impl LightingManager {
    /// Create an empty manager sized from `settings`
    pub fn new(settings: &RendererSettings) -> Self {
        Self {
            lights: SlotMap::with_key(),
            slots: SlotPool::new("local light array", settings.max_local_lights),
            sun: DirectionalLight::new(
                Vec3::new(0.3, -1.0, 0.2),
                Vec3::new(1.0, 0.96, 0.9),
                3.0,
                settings.frames_in_flight,
            ),
            cascades: CascadeEngine::new(settings.shadows.clone()),
            visibility: LightVisibility::default(),
            frames: settings.frames_in_flight,
        }
    }

    /// Add a light, reserving its array slot and shadow layer
    ///
    /// Fails without side effects when the light array is full.
    pub fn add_light(&mut self, desc: LightDesc, atlas: &mut ShadowAtlas) -> RenderResult<LightKey> {
        if self.slots.available() == 0 {
            log::warn!(
                "Refusing to add light: all {} light slots are in use",
                self.slots.capacity()
            );
            return Err(RenderError::LightCapacityExceeded {
                max: self.slots.capacity(),
            });
        }
        let slot = self.slots.allocate()?;
        let layer = match atlas.allocate_local() {
            Ok(layer) => layer,
            Err(err) => {
                self.slots.free(slot)?;
                return Err(err);
            }
        };

        let light = LocalLight::new(desc, slot, layer, self.frames);
        log::info!(
            "Added {:?} light in slot {} (radius {})",
            light.light_type(),
            slot.index(),
            light.desc().radius
        );
        Ok(self.lights.insert(light))
    }

    /// Remove a light and release its slot and layer
    ///
    /// The caller must make sure the GPU no longer reads the light's data.
    pub fn remove_light(&mut self, key: LightKey, atlas: &mut ShadowAtlas) -> RenderResult<()> {
        let light = self.lights.remove(key).ok_or(RenderError::UnknownLight)?;
        self.slots.free(light.slot())?;
        atlas.free_local(light.shadow_layer())?;
        log::info!("Removed light from slot {}", light.slot().index());
        Ok(())
    }

    /// A light by key
    pub fn light(&self, key: LightKey) -> Option<&LocalLight> {
        self.lights.get(key)
    }

    /// A light by key, for editing
    pub fn light_mut(&mut self, key: LightKey) -> Option<&mut LocalLight> {
        self.lights.get_mut(key)
    }

    /// Every light
    pub fn lights(&self) -> impl Iterator<Item = (LightKey, &LocalLight)> {
        self.lights.iter()
    }

    /// Number of lights
    pub fn light_count(&self) -> usize {
        self.lights.len()
    }

    /// The sun
    pub fn sun(&self) -> &DirectionalLight {
        &self.sun
    }

    /// The sun, for editing
    pub fn sun_mut(&mut self) -> &mut DirectionalLight {
        &mut self.sun
    }

    /// Cascades of the current frame
    pub fn cascades(&self) -> &[Cascade] {
        self.cascades.cascades()
    }

    /// Light lists of the current frame
    pub fn visibility(&self) -> &LightVisibility {
        &self.visibility
    }

    /// Recompute the directional cascades
    pub fn update_cascades(&mut self, camera: &Camera) -> &[Cascade] {
        let direction = self.sun.direction();
        self.cascades.update(camera, &direction)
    }

    /// Rebuild the light lists for this frame
    ///
    /// Every active light lands in at most one of the two lists.
    pub fn classify(&mut self, camera: &Camera) -> &LightVisibility {
        let mut visibility = LightVisibility::default();
        for (key, light) in self.lights.iter().filter(|(_, light)| light.is_active()) {
            let class = classify_light(light, camera);
            log::trace!("Light slot {}: {:?}", light.slot().index(), class);
            match class {
                LightClass::Outside => {
                    visibility.culled += 1;
                    continue;
                }
                LightClass::ContainingCamera => visibility.containing.push(key),
                LightClass::InsideFrustum => visibility.inside.push(key),
            }
            if light.casts_shadows() {
                visibility.shadow_casters.push(key);
            }
        }
        log::debug!(
            "Lights: {} containing camera, {} inside frustum, {} culled, {} casting shadows",
            visibility.containing.len(),
            visibility.inside.len(),
            visibility.culled,
            visibility.shadow_casters.len()
        );
        self.visibility = visibility;
        &self.visibility
    }

    /// Write dirty light constants into this frame's copy
    ///
    /// Returns the number of lights written.
    pub fn write_light_constants(
        &mut self,
        frame: &mut FrameResource,
        atlas: &ShadowAtlas,
    ) -> RenderResult<usize> {
        let mut written = 0;
        for light in self.lights.values_mut() {
            if !light.dirty().is_dirty() {
                continue;
            }
            let shadow_layer = if light.casts_shadows() {
                Some(atlas.local_layer(light.shadow_layer())?)
            } else {
                None
            };
            let slot = light.slot().index() as usize;
            frame
                .local_lights
                .copy_element(slot, &light.constants(shadow_layer))?;
            light.dirty_mut().consume();
            written += 1;
        }

        if self.sun.dirty_mut().consume() {
            frame.directional_light.copy_element(
                0,
                &DirectionalLightConstants::new(
                    &self.sun.direction(),
                    &self.sun.color(),
                    self.sun.intensity(),
                    self.cascades.settings().cascade_count as u32,
                ),
            )?;
        }
        Ok(written)
    }

    /// Write both visible-light index lists; returns (containing, inside) counts
    pub fn write_visibility(&self, frame: &mut FrameResource) -> RenderResult<(u32, u32)> {
        for (i, key) in self.visibility.containing.iter().enumerate() {
            let slot = self.slot_of(*key)?;
            frame.containing_light_indices.copy_element(i, &slot)?;
        }
        for (i, key) in self.visibility.inside.iter().enumerate() {
            let slot = self.slot_of(*key)?;
            frame.inside_light_indices.copy_element(i, &slot)?;
        }
        Ok((
            self.visibility.containing.len() as u32,
            self.visibility.inside.len() as u32,
        ))
    }

    /// Write cascade constants and every shadow view of this frame
    ///
    /// Bit `i` of `rendered_cascades` is set when cascade `i` renders its
    /// layer this frame.
    pub fn write_shadow_constants(
        &self,
        frame: &mut FrameResource,
        atlas: &ShadowAtlas,
        rendered_cascades: u32,
    ) -> RenderResult<()> {
        for (i, cascade) in self.cascades.cascades().iter().enumerate() {
            let layer = atlas.cascade_layer(i);
            frame.cascades.copy_element(
                i,
                &CascadeConstants {
                    view_proj: gpu_mat4(&cascade.view_proj),
                    split_near: cascade.split_near,
                    split_far: cascade.split_far,
                    layer,
                    rendered: (rendered_cascades >> i) & 1,
                },
            )?;
            frame.shadow_views.copy_element(
                layer as usize,
                &ShadowViewConstants {
                    view_proj: gpu_mat4(&cascade.view_proj),
                },
            )?;
        }
        for key in &self.visibility.shadow_casters {
            let light = self.lights.get(*key).ok_or(RenderError::UnknownLight)?;
            let layer = atlas.local_layer(light.shadow_layer())?;
            frame.shadow_views.copy_element(
                layer as usize,
                &ShadowViewConstants {
                    view_proj: gpu_mat4(&light.shadow_view_proj()),
                },
            )?;
        }
        Ok(())
    }

    fn slot_of(&self, key: LightKey) -> RenderResult<u32> {
        self.lights
            .get(key)
            .map(|light| light.slot().index())
            .ok_or(RenderError::UnknownLight)
    }
}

● ● ● ● ● ● ●

▸ **The problem**
Reproduce the full listing above, character for character.

▸ **Solution to the problem**
impl LightingManager {
    /// Create an empty manager sized from `settings`
    pub fn new(settings: &RendererSettings) -> Self {
        Self {
            lights: SlotMap::with_key(),
            slots: SlotPool::new("local light array", settings.max_local_lights),
            sun: DirectionalLight::new(
                Vec3::new(0.3, -1.0, 0.2),
                Vec3::new(1.0, 0.96, 0.9),
                3.0,
                settings.frames_in_flight,
            ),
            cascades: CascadeEngine::new(settings.shadows.clone()),
            visibility: LightVisibility::default(),
            frames: settings.frames_in_flight,
        }
    }

    /// Add a light, reserving its array slot and shadow layer
    ///
    /// Fails without side effects when the light array is full.
    pub fn add_light(&mut self, desc: LightDesc, atlas: &mut ShadowAtlas) -> RenderResult<LightKey> {
        if self.slots.available() == 0 {
            log::warn!(
                "Refusing to add light: all {} light slots are in use",
                self.slots.capacity()
            );
            return Err(RenderError::LightCapacityExceeded {
                max: self.slots.capacity(),
            });
        }
        let slot = self.slots.allocate()?;
        let layer = match atlas.allocate_local() {
            Ok(layer) => layer,
            Err(err) => {
                self.slots.free(slot)?;
                return Err(err);
            }
        };

        let light = LocalLight::new(desc, slot, layer, self.frames);
        log::info!(
            "Added {:?} light in slot {} (radius {})",
            light.light_type(),
            slot.index(),
            light.desc().radius
        );
        Ok(self.lights.insert(light))
    }

    /// Remove a light and release its slot and layer
    ///
    /// The caller must make sure the GPU no longer reads the light's data.
    pub fn remove_light(&mut self, key: LightKey, atlas: &mut ShadowAtlas) -> RenderResult<()> {
        let light = self.lights.remove(key).ok_or(RenderError::UnknownLight)?;
        self.slots.free(light.slot())?;
        atlas.free_local(light.shadow_layer())?;
        log::info!("Removed light from slot {}", light.slot().index());
        Ok(())
    }

    /// A light by key
    pub fn light(&self, key: LightKey) -> Option<&LocalLight> {
        self.lights.get(key)
    }

    /// A light by key, for editing
    pub fn light_mut(&mut self, key: LightKey) -> Option<&mut LocalLight> {
        self.lights.get_mut(key)
    }

    /// Every light
    pub fn lights(&self) -> impl Iterator<Item = (LightKey, &LocalLight)> {
        self.lights.iter()
    }

    /// Number of lights
    pub fn light_count(&self) -> usize {
        self.lights.len()
    }

    /// The sun
    pub fn sun(&self) -> &DirectionalLight {
        &self.sun
    }

    /// The sun, for editing
    pub fn sun_mut(&mut self) -> &mut DirectionalLight {
        &mut self.sun
    }

    /// Cascades of the current frame
    pub fn cascades(&self) -> &[Cascade] {
        self.cascades.cascades()
    }

    /// Light lists of the current frame
    pub fn visibility(&self) -> &LightVisibility {
        &self.visibility
    }

    /// Recompute the directional cascades
    pub fn update_cascades(&mut self, camera: &Camera) -> &[Cascade] {
        let direction = self.sun.direction();
        self.cascades.update(camera, &direction)
    }

    /// Rebuild the light lists for this frame
    ///
    /// Every active light lands in at most one of the two lists.
    pub fn classify(&mut self, camera: &Camera) -> &LightVisibility {
        let mut visibility = LightVisibility::default();
        for (key, light) in self.lights.iter().filter(|(_, light)| light.is_active()) {
            let class = classify_light(light, camera);
            log::trace!("Light slot {}: {:?}", light.slot().index(), class);
            match class {
                LightClass::Outside => {
                    visibility.culled += 1;
                    continue;
                }
                LightClass::ContainingCamera => visibility.containing.push(key),
                LightClass::InsideFrustum => visibility.inside.push(key),
            }
            if light.casts_shadows() {
                visibility.shadow_casters.push(key);
            }
        }
        log::debug!(
            "Lights: {} containing camera, {} inside frustum, {} culled, {} casting shadows",
            visibility.containing.len(),
            visibility.inside.len(),
            visibility.culled,
            visibility.shadow_casters.len()
        );
        self.visibility = visibility;
        &self.visibility
    }

    /// Write dirty light constants into this frame's copy
    ///
    /// Returns the number of lights written.
    pub fn write_light_constants(
        &mut self,
        frame: &mut FrameResource,
        atlas: &ShadowAtlas,
    ) -> RenderResult<usize> {
        let mut written = 0;
        for light in self.lights.values_mut() {
            if !light.dirty().is_dirty() {
                continue;
            }
            let shadow_layer = if light.casts_shadows() {
                Some(atlas.local_layer(light.shadow_layer())?)
            } else {
                None
            };
            let slot = light.slot().index() as usize;
            frame
                .local_lights
                .copy_element(slot, &light.constants(shadow_layer))?;
            light.dirty_mut().consume();
            written += 1;
        }

        if self.sun.dirty_mut().consume() {
            frame.directional_light.copy_element(
                0,
                &DirectionalLightConstants::new(
                    &self.sun.direction(),
                    &self.sun.color(),
                    self.sun.intensity(),
                    self.cascades.settings().cascade_count as u32,
                ),
            )?;
        }
        Ok(written)
    }

    /// Write both visible-light index lists; returns (containing, inside) counts
    pub fn write_visibility(&self, frame: &mut FrameResource) -> RenderResult<(u32, u32)> {
        for (i, key) in self.visibility.containing.iter().enumerate() {
            let slot = self.slot_of(*key)?;
            frame.containing_light_indices.copy_element(i, &slot)?;
        }
        for (i, key) in self.visibility.inside.iter().enumerate() {
            let slot = self.slot_of(*key)?;
            frame.inside_light_indices.copy_element(i, &slot)?;
        }
        Ok((
            self.visibility.containing.len() as u32,
            self.visibility.inside.len() as u32,
        ))
    }

    /// Write cascade constants and every shadow view of this frame
    ///
    /// Bit `i` of `rendered_cascades` is set when cascade `i` renders its
    /// layer this frame.
    pub fn write_shadow_constants(
        &self,
        frame: &mut FrameResource,
        atlas: &ShadowAtlas,
        rendered_cascades: u32,
    ) -> RenderResult<()> {
        for (i, cascade) in self.cascades.cascades().iter().enumerate() {
            let layer = atlas.cascade_layer(i);
            frame.cascades.copy_element(
                i,
                &CascadeConstants {
                    view_proj: gpu_mat4(&cascade.view_proj),
                    split_near: cascade.split_near,
                    split_far: cascade.split_far,
                    layer,
                    rendered: (rendered_cascades >> i) & 1,
                },
            )?;
            frame.shadow_views.copy_element(
                layer as usize,
                &ShadowViewConstants {
                    view_proj: gpu_mat4(&cascade.view_proj),
                },
            )?;
        }
        for key in &self.visibility.shadow_casters {
            let light = self.lights.get(*key).ok_or(RenderError::UnknownLight)?;
            let layer = atlas.local_layer(light.shadow_layer())?;
            frame.shadow_views.copy_element(
                layer as usize,
                &ShadowViewConstants {
                    view_proj: gpu_mat4(&light.shadow_view_proj()),
                },
            )?;
        }
        Ok(())
    }

    fn slot_of(&self, key: LightKey) -> RenderResult<u32> {
        self.lights
            .get(key)
            .map(|light| light.slot().index())
            .ok_or(RenderError::UnknownLight)
    }
}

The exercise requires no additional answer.